In 2010, a gurdwara was established in Cape Town with support from the Johannesburg congregation.

On 22 November 2015, a gurdwara was unveiled in the Parkmore suburb of Johannesburg.

The majority of South African Sikhs are immigrants from India, Kenya, Botswana, and other countries.

During 2021 South African unrest, South African Sikhs set-up langar distribution kitchen to support their local communities.

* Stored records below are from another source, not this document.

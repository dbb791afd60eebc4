//! The fetch → locate → select → merge pipeline with its fallbacks.
//!
//! A run either produces live data or degrades exactly once:
//!
//! - station feeds unreachable: select again from the cached raw stations
//!   (no availability counts) and flag [`Disclaimer::NoInternet`];
//! - no live or cached position: show the last cached selection as-is;
//! - neither fallback available: fail.
//!
//! Nothing is retried and the locator is consulted at most once.

use chrono::NaiveTime;
use tracing::{info, warn};

use crate::cache::{KeyValueStore, WidgetCache};
use crate::domain::DisplayStation;
use crate::gbfs::{FeedError, StationFeed};
use crate::location::{LocationOutcome, LocationProvider, Locator};
use crate::nearest::{merge_statuses, select_nearest};
use crate::present::{Disclaimer, Language, Panel};


/// Fatal pipeline failures: no panel can be shown.
#[derive(Debug, thiserror::Error)]
pub enum PipelineError {
    /// Feeds failed and nothing was cached
    #[error("could not fetch stations and no cached stations exist: {0}")]
    NoStations(#[source] FeedError),

    /// No position to rank against and no previous selection to show
    #[error("could not determine location and no previous selection exists")]
    NoLocation,
}

/// Where the shown stations came from.
#[derive(Debug, Clone, Copy, PartialEq, Eq)]
pub enum Source {
    /// Fresh feeds.
    Live,
    /// Selection recomputed from the cached raw station list.
    CachedStations,
    /// The previous run's selection, unchanged.
    CachedSelection,
}

/// Result of a successful run.
#[derive(Debug, Clone, PartialEq)]
pub struct Outcome {
    pub stations: Vec<DisplayStation>,
    pub disclaimer: Option<Disclaimer>,
    pub source: Source,
}

impl Outcome {
    /// Wrap the outcome for display.
    pub fn into_panel(self, language: Language, updated_at: NaiveTime) -> Panel {
        Panel::new(self.stations, self.disclaimer, language, updated_at)
    }
}

/// Why the live path gave up.
enum LiveFailure {
    Feed(FeedError),
    NoCoordinates(LocationOutcome),
}

/// Wires a station feed, a location provider and the cache together.
pub struct Pipeline<F, P, S> {
    feed: F,
    locator: Locator<P>,
    cache: WidgetCache<S>,
}

impl<F, P, S> Pipeline<F, P, S>
where
    F: StationFeed,
    P: LocationProvider,
    S: KeyValueStore,
{
    pub fn new(feed: F, locator: Locator<P>, cache: WidgetCache<S>) -> Self {
        Self {
            feed,
            locator,
            cache,
        }
    }

    /// Access the cache (for inspection after a run).
    pub fn cache(&self) -> &WidgetCache<S> {
        &self.cache
    }

    /// Run the pipeline once.
    pub async fn run(&self) -> Result<Outcome, PipelineError> {
        let mut location = None;
        let live = self.run_live(&mut location).await;

        match live {
            Ok(outcome) => Ok(outcome),
            Err(LiveFailure::Feed(error)) => self.from_cached_stations(error, location).await,
            Err(LiveFailure::NoCoordinates(outcome)) => {
                let disclaimer = outcome
                    .disclaimer
                    .unwrap_or(Disclaimer::LocationUnavailable);
                self.from_cached_selection(disclaimer)
            }
        }
    }

    async fn run_live(
        &self,
        location: &mut Option<LocationOutcome>,
    ) -> Result<Outcome, LiveFailure> {
        let stations = self
            .feed
            .fetch_stations()
            .await
            .map_err(LiveFailure::Feed)?;
        info!(count = stations.len(), "fetched station information");

        if let Err(e) = self.cache.save_stations(&stations) {
            warn!(error = %e, "failed to cache stations");
        }

        let outcome = self.locator.coordinates(&self.cache).await;
        *location = Some(outcome);
        let user = outcome
            .coordinates
            .ok_or(LiveFailure::NoCoordinates(outcome))?;

        let candidates = select_nearest(&stations, &user);

        let statuses = self
            .feed
            .fetch_statuses()
            .await
            .map_err(LiveFailure::Feed)?;
        info!(count = statuses.len(), "fetched station status");

        let selection = merge_statuses(candidates, &statuses);
        if let Err(e) = self.cache.save_selection(&selection) {
            warn!(error = %e, "failed to cache selection");
        }

        Ok(Outcome {
            stations: selection,
            disclaimer: outcome.disclaimer,
            source: Source::Live,
        })
    }

    /// Network fallback: rank the cached raw list again.
    async fn from_cached_stations(
        &self,
        error: FeedError,
        location: Option<LocationOutcome>,
    ) -> Result<Outcome, PipelineError> {
        warn!(error = %error, "station feed unavailable, falling back to cached stations");

        let Some(stations) = self.cache.load_saved_stations() else {
            return Err(PipelineError::NoStations(error));
        };

        let location = match location {
            Some(location) => location,
            None => self.locator.coordinates(&self.cache).await,
        };

        match location.coordinates {
            Some(user) => Ok(Outcome {
                stations: merge_statuses(select_nearest(&stations, &user), &[]),
                disclaimer: Some(Disclaimer::NoInternet),
                source: Source::CachedStations,
            }),
            None => self.from_cached_selection(Disclaimer::NoInternet),
        }
    }

    /// No-position fallback: show the previous selection unchanged.
    fn from_cached_selection(&self, disclaimer: Disclaimer) -> Result<Outcome, PipelineError> {
        warn!("no coordinates to rank against, falling back to previous selection");

        let stations = self
            .cache
            .load_saved_selection()
            .ok_or(PipelineError::NoLocation)?;

        Ok(Outcome {
            stations,
            disclaimer: Some(disclaimer),
            source: Source::CachedSelection,
        })
    }
}
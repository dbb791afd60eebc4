//! Run configuration.

use std::path::PathBuf;

use crate::domain::Coordinates;
use crate::gbfs::GbfsConfig;
use crate::present::Language;

/// Directory name used under the platform cache directory.
const CACHE_DIR_NAME: &str = "biximity";

/// Everything a single run needs to know.
#[derive(Debug, Clone)]
pub struct WidgetConfig {
    /// Panel language.
    pub language: Language,

    /// Station feeds to read.
    pub gbfs: GbfsConfig,

    /// Where the fallback cache files live.
    pub cache_dir: PathBuf,

    /// Position to report as the live location, if known.
    pub coordinates: Option<Coordinates>,
}

impl WidgetConfig {
    /// Set the language from a free-form parameter ("fr", "French", ...).
    pub fn with_language_parameter(mut self, param: &str) -> Self {
        self.language = Language::from_parameter(param);
        self
    }

    pub fn with_gbfs(mut self, gbfs: GbfsConfig) -> Self {
        self.gbfs = gbfs;
        self
    }

    pub fn with_cache_dir(mut self, dir: impl Into<PathBuf>) -> Self {
        self.cache_dir = dir.into();
        self
    }

    pub fn with_coordinates(mut self, coordinates: Coordinates) -> Self {
        self.coordinates = Some(coordinates);
        self
    }
}

impl Default for WidgetConfig {
    fn default() -> Self {
        Self {
            language: Language::default(),
            gbfs: GbfsConfig::default(),
            cache_dir: default_cache_dir(),
            coordinates: None,
        }
    }
}

/// The platform cache directory joined with `biximity`, or the current
/// directory when the platform has none.
pub fn default_cache_dir() -> PathBuf {
    dirs::cache_dir()
        .map(|dir| dir.join(CACHE_DIR_NAME))
        .unwrap_or_else(|| PathBuf::from("."))
}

Many Sikh owned and operated businesses were targeted during the rioting.

There are sizeable populations of Sikhs in Johannesburg, Cape Town, and Durban.

== List of gurdwaras ==

- Gurudwara Sahib Johannesburg (located in Sandton, Johannesburg)
- Gurudwara Sahib Cape Town (located in Cape Town)
- Gurudwara Sahib Durban (located in Chatsworth, Durban)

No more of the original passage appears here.